1907 On July 6, Magdalena Carmen Frida Kahlo Calderón is born in Coyoacán, Mexico, the third of Matilde Calderón and Guillermo Kahlo’s four daughters.
1910 The Mexican Revolution begins. Later in life Kahlo claimed
1910 1910 was the year of her birth.
1913 Frida suffers an attack of polio, permanently affecting the use of her right leg.
1922 Fifteen-year-old Frida enters the National Prepatory School, where she plays pranks on Diego Rivera, who is painting his mural Creation at the school. Though she does not actually meet Rivera, her jokes make an impression on him. She is one of thirty-five girls in a student body of two thousand.
1925 On September 17, Frida nearly dies in a trolley accident. Her spinal column is broken in three places. Her collarbone is broken, and also her third and fourth ribs. Her right leg has eleven fractures, and her right foot is dislocated and crushed. Her left shoulder is out of joint and her pelvis is broken in three places. The steel handrail of the trolley goes straight through her abdomen. She will never fully recover from these injuries.
1926 Frida begins to paint while convalescing at home.
1929 On August 21, Frida marries Rivera. She is twenty-two (nineteen, to those who think she was born in 1910) and he is forty-three.
1931 In San Francisco, Frida meets Dr. Leo Eloesser, who becomes her physician for the rest of her life.
1934 Frida and Diego live in adjoining houses with a bridge between them. Frida has three operations, one to have her appendix removed, one for an abortion, and one because of foot problems.

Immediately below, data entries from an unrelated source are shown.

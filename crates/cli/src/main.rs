// Copyright (C) 2025 Vince Vasta
// SPDX-License-Identifier: Apache-2.0

//! Showdown hands evaluator CLI.
#![warn(clippy::all, rust_2018_idioms, missing_docs)]
use anyhow::{Context, Result, bail};
use clap::{Parser, Subcommand};
use log::{error, info};
use std::{sync::Arc, time::Instant};

use showdown_eval::{Card, Evaluator, HandRank, LookupTable};

pub mod sim;

#[derive(Debug, Parser)]
#[clap(version, about = "Poker hands evaluator")]
struct Cli {
    #[clap(subcommand)]
    command: Command,
}

#[derive(Debug, Subcommand)]
enum Command {
    /// Prints the rank, class and percentile of a hand.
    Eval {
        /// The two hole cards (i.e. "AS KD").
        hole: String,
        /// The 3, 4 or 5 board cards (i.e. "2C 7H 9S").
        board: String,
    },
    /// Same as eval and also prints the five cards that make the best hand.
    Best {
        /// The two hole cards (i.e. "AS KD").
        hole: String,
        /// The 3, 4 or 5 board cards (i.e. "2C 7H 9S").
        board: String,
    },
    /// Estimates the equity of the hole cards against random opponents.
    Equity {
        /// The two hole cards (i.e. "AS KD").
        hole: String,
        /// The known board cards.
        #[clap(long, short, default_value = "")]
        board: String,
        /// Number of opponents.
        #[clap(long, short, default_value_t = 1, value_parser = clap::value_parser!(u8).range(1..=9))]
        players: u8,
        /// Number of simulated games.
        #[clap(long, short, default_value_t = 100_000, value_parser = clap::value_parser!(u32).range(1..))]
        samples: u32,
    },
}

fn main() {
    env_logger::builder()
        .filter_level(log::LevelFilter::Info)
        .format_target(false)
        .format_timestamp_millis()
        .parse_default_env()
        .init();

    let cli = Cli::parse();
    if let Err(e) = run(cli) {
        error!("{e:#}");
        std::process::exit(1);
    }
}

fn run(cli: Cli) -> Result<()> {
    let now = Instant::now();
    let evaluator = Evaluator::new(Arc::new(LookupTable::new()));
    info!("Lookup tables built in {:.3}s", now.elapsed().as_secs_f64());

    match cli.command {
        Command::Eval { hole, board } => {
            let (hole, board) = (parse_cards(&hole)?, parse_cards(&board)?);
            check_distinct(&hole, &board)?;

            let rank = evaluator.evaluate(&hole, &board)?;
            print_rank(rank);
        }
        Command::Best { hole, board } => {
            let (hole, board) = (parse_cards(&hole)?, parse_cards(&board)?);
            check_distinct(&hole, &board)?;

            let (rank, hand) = evaluator.best_hand(&hole, &board)?;
            print_rank(rank);
            println!("Best hand:   {}", format_cards(&hand));
        }
        Command::Equity {
            hole,
            board,
            players,
            samples,
        } => {
            let (hole, board) = (parse_cards(&hole)?, parse_cards(&board)?);
            let sim = sim::Sim::new(&evaluator, hole, board, players as usize)?;

            let now = Instant::now();
            let equity = sim.run(samples as usize);
            info!(
                "Simulated {} games in {:.3}s",
                equity.games,
                now.elapsed().as_secs_f64()
            );

            println!("Win:         {:.2}%", equity.win_prob() * 100.0);
            println!("Tie:         {:.2}%", equity.tie_prob() * 100.0);
            println!("Equity:      {:.2}%", equity.equity() * 100.0);
        }
    }

    Ok(())
}

fn parse_cards(s: &str) -> Result<Vec<Card>> {
    Card::parse_many(s).with_context(|| format!("Invalid cards {s:?}"))
}

fn check_distinct(hole: &[Card], board: &[Card]) -> Result<()> {
    if hole.len() != 2 {
        bail!("Expected 2 hole cards got {}", hole.len());
    }

    if let Some(card) = board.iter().find(|c| hole.contains(c)) {
        bail!("Duplicate card {card}");
    }

    for (idx, card) in board.iter().enumerate() {
        if board[..idx].contains(card) {
            bail!("Duplicate card {card}");
        }
    }

    if hole[0] == hole[1] {
        bail!("Duplicate card {}", hole[0]);
    }

    Ok(())
}

fn format_cards(cards: &[Card]) -> String {
    cards
        .iter()
        .map(Card::to_string)
        .collect::<Vec<_>>()
        .join(" ")
}

fn print_rank(rank: HandRank) {
    println!("Rank:        {}", rank.value());
    println!("Class:       {}", rank.class());
    println!("Percentile:  {:.4}", rank.percentile());
}

#[cfg(test)]
mod tests {
    use super::*;
    use clap::CommandFactory;

    #[test]
    fn cli_args() {
        Cli::command().debug_assert();

        let cli = Cli::try_parse_from(["showdown", "equity", "AS AH", "-p", "3"]).unwrap();
        let Command::Equity {
            players, samples, ..
        } = &cli.command
        else {
            panic!("unexpected command {:?}", cli.command);
        };
        assert_eq!(*players, 3);
        assert_eq!(*samples, 100_000);

        assert!(Cli::try_parse_from(["showdown", "equity", "AS AH", "-p", "10"]).is_err());
    }

    #[test]
    fn distinct_cards() {
        let cards = |s: &str| Card::parse_many(s).unwrap();

        assert!(check_distinct(&cards("AS AH"), &cards("2C 3C 4C")).is_ok());
        assert!(check_distinct(&cards("AS AH"), &cards("AS 3C 4C")).is_err());
        assert!(check_distinct(&cards("AS AS"), &cards("2C 3C 4C")).is_err());
        assert!(check_distinct(&cards("AS AH"), &cards("2C 2C 4C")).is_err());
        assert!(check_distinct(&cards("AS"), &cards("2C 3C 4C KD")).is_err());
    }

    #[test]
    fn eval_errors() {
        let evaluator = Evaluator::default();
        let hole = parse_cards("AS AH").unwrap();
        let board = parse_cards("2C 3C").unwrap();

        let err = anyhow::Error::from(evaluator.evaluate(&hole, &board).unwrap_err());
        assert!(err.to_string().contains("invalid hand size 4"));

        let err = parse_cards("AS XX").unwrap_err();
        assert!(format!("{err:#}").contains("invalid card rank 'X'"));
    }
}
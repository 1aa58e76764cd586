// Copyright (C) 2025 Vince Vasta
// SPDX-License-Identifier: Apache-2.0

//! Showdown Poker cards types.
//!
//! This crate define types to create cards:
//!
//! ```
//! # use showdown_cards::{Card, Rank, Suit};
//! let ah = Card::new(Rank::Ace, Suit::Hearts);
//! let kd: Card = "KD".parse().unwrap();
//! assert_eq!(kd.rank(), Rank::King);
//! ```
//!
//! Cards use the [Cactus Kev's][kevlink] encoding, the rank and suit bit masks
//! and the rank prime are exposed together with [prime_product_from_rankbits]
//! and [prime_product_from_hand] that compute the hand signatures used by the
//! evaluator lookup tables.
//!
//! The [Deck] type is used for shuffling, sampling, and iterating cards in the
//! deck, for example to iterate through all 7 cards hands:
//!
//! ```no_run
//! # use showdown_cards::Deck;
//! // Iterate through all 7 cards hands (133M hands).
//! let mut counter = 0;
//! Deck::default().for_each(7, |hand| {
//!     counter += 1;
//! });
//! assert_eq!(counter, 133_784_560);
//! ```
//!
//! to sample 10 random 5-cards hands:
//!
//! ```
//! # use showdown_cards::Deck;
//! let mut counter = 0;
//! Deck::default().sample(10, 5, |hand| {
//!     assert_eq!(hand.len(), 5);
//!     counter += 1;
//! });
//! assert_eq!(counter, 10);
//! ```
//!
//! [kevlink]: http://suffe.cool/poker/evaluator.html
#![warn(clippy::all, rust_2018_idioms, missing_docs)]
mod card;
mod deck;

pub use card::{
    Card, PRIMES, ParseCardError, Rank, Suit, prime_product_from_hand,
    prime_product_from_rankbits,
};
pub use deck::Deck;
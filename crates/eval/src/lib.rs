// Copyright (C) 2025 Vince Vasta
// SPDX-License-Identifier: Apache-2.0

//! Showdown Poker hand evaluator.
//!
//! Poker hand evaluator for 5, 6 and 7 cards hands. This evaluator is a port of
//! the [Cactus Kev's][kevlink] poker evaluator, it maps a hand to a rank in the
//! range [1, 7462] where a lower rank is a stronger hand, 1 is a royal flush
//! and 7462 is 7-5-4-3-2 unsuited.
//!
//! To use the evaluator build a [LookupTable] once, share it with one or more
//! [Evaluator] and evaluate the hole and board cards:
//!
//! ```
//! # use std::sync::Arc;
//! # use showdown_eval::*;
//! let evaluator = Evaluator::new(Arc::new(LookupTable::new()));
//!
//! let hole = Card::parse_many("2S 7D").unwrap();
//! let board = Card::parse_many("9C JH QS").unwrap();
//! let rank = evaluator.evaluate(&hole, &board).unwrap();
//!
//! assert_eq!(rank_to_string(rank.value()).unwrap(), "High Card");
//! assert!(percentile(rank.value()) < 0.5);
//!
//! // Hands must have 5, 6, or 7 cards.
//! let res = evaluator.evaluate(&hole, &board[..2]);
//! assert_eq!(res, Err(EvalError::InvalidHandSize(4)));
//! ```
//!
//! [kevlink]: http://suffe.cool/poker/evaluator.html
#![warn(clippy::all, rust_2018_idioms, missing_docs)]
mod error;
pub mod evaluator;
pub mod rank;
pub mod table;

pub use error::EvalError;
pub use evaluator::{Evaluator, HandSize};
pub use rank::{HandRank, RankClass, classify, percentile, rank_to_string};
pub use table::LookupTable;

// Reexport cards types.
pub use showdown_cards::{Card, Deck, Rank, Suit};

1935 Frida and Diego separate. Frida moves to an apartment in Mexico City. In July she travels to New York. When she returns, the couple reconcile. She has a foot operation. Her foot takes six months to heal.
1936 Frida experiences intense back pain and has another foot operation.
1937 On January 9, Leon Trotsky and his wife, Natalia Sedova, arrive in Mexico and stay at Casa Azul. (Trotsky was one of the founders of the Soviet Union but had to flee his country when he came under disfavor with the Soviet leadership.) Like Trotsky, Frida and Diego are ardent communists.
1938 French surreallist André Breton visits Mexico and meets Frida. American collector and actor Edward G. Robinson purchases four works, her first significant sale.
From October 25 to November 14, Frida has her first solo exhibition in New York, at the Julian Levy Gallery.
1939 Frida travels to Paris for Mexique, an exhibition curated by André Breton that included her paintings. The Louvre purchases her self-portrait The Frame.
Frida returns in April, when Diego begins divorce proceedings against her. The divorce is finalized in November.
1940 In January The Two Fridas and The Wounded Table are exhibited in the International Surrealism Exhibition organized by the Gallery of Mexican Art. Her Self-Portrait with Thorn Necklace and Hummingbird is sold to photographer Nicolas Munay, who had previously purchased her work.
Frida goes to San Francisco for medical treatment by Dr. Eloesser. She shows her work in the San Francisco Golden Gate International Exhibition. The Two Fridas is shown in New York at the Museum of Modern Art’s exhibition Twenty Centuries of Mexican Art.
On December 8 Frida remarries Diego in San Francisco.
1942 Frida’s Self-Portrait with Braid is included in the exhibition Twentieth-Century Portraits at the Museum of Modern Art.
1943 One of her paintings is exhibited at the Benjamin Franklin Library in Mexico City in the group show, A Century of Portrait in Mexico (1830-1942). Her work is also exhibited in Philadelphia, Pennsylvania, and at the Guggenheim Museum in New York.
Frida begins teaching at the Ministry of Public Education’s School of Painting and Sculpture, La Esmeralda.
1946 Frida goes to New York for surgery on her spine. She paints The Wounded Deer and Tree of Hope, Stand Fast.
1947 Her Self-Portrait as a Tehuana is exhibited at the National Institute of Fine Arts, Mexico City.
1949 Frida writes the essay “Portrait of Diego” and paints Diego and I and The Love Embrace of the Universe, the Earth (Mexico), Me, Diego, and Mr. Xólotl, which is exhibited at the Salon de la Plástica Mexicana in Mexico City.
1950 Frida is hospitalized for nine months because of recurring spinal problems.
1953 From April 13 to 27, Frida’s only individual exhibition in Mexico is held at the Galería de Arte Contemporáneo in Mexico City.
In July her leg is amputated below the knee because of gangrene.
1954 Frida is hospitalized in April and May. On July 2, convalescing from bronchial pneumonia, she takes part in a demonstration protesting United States intervention in Guatemala. On the night of July 13, she dies. Her doctor determines she died of pulmonary embolism, but rumors persist that her death was a suicide.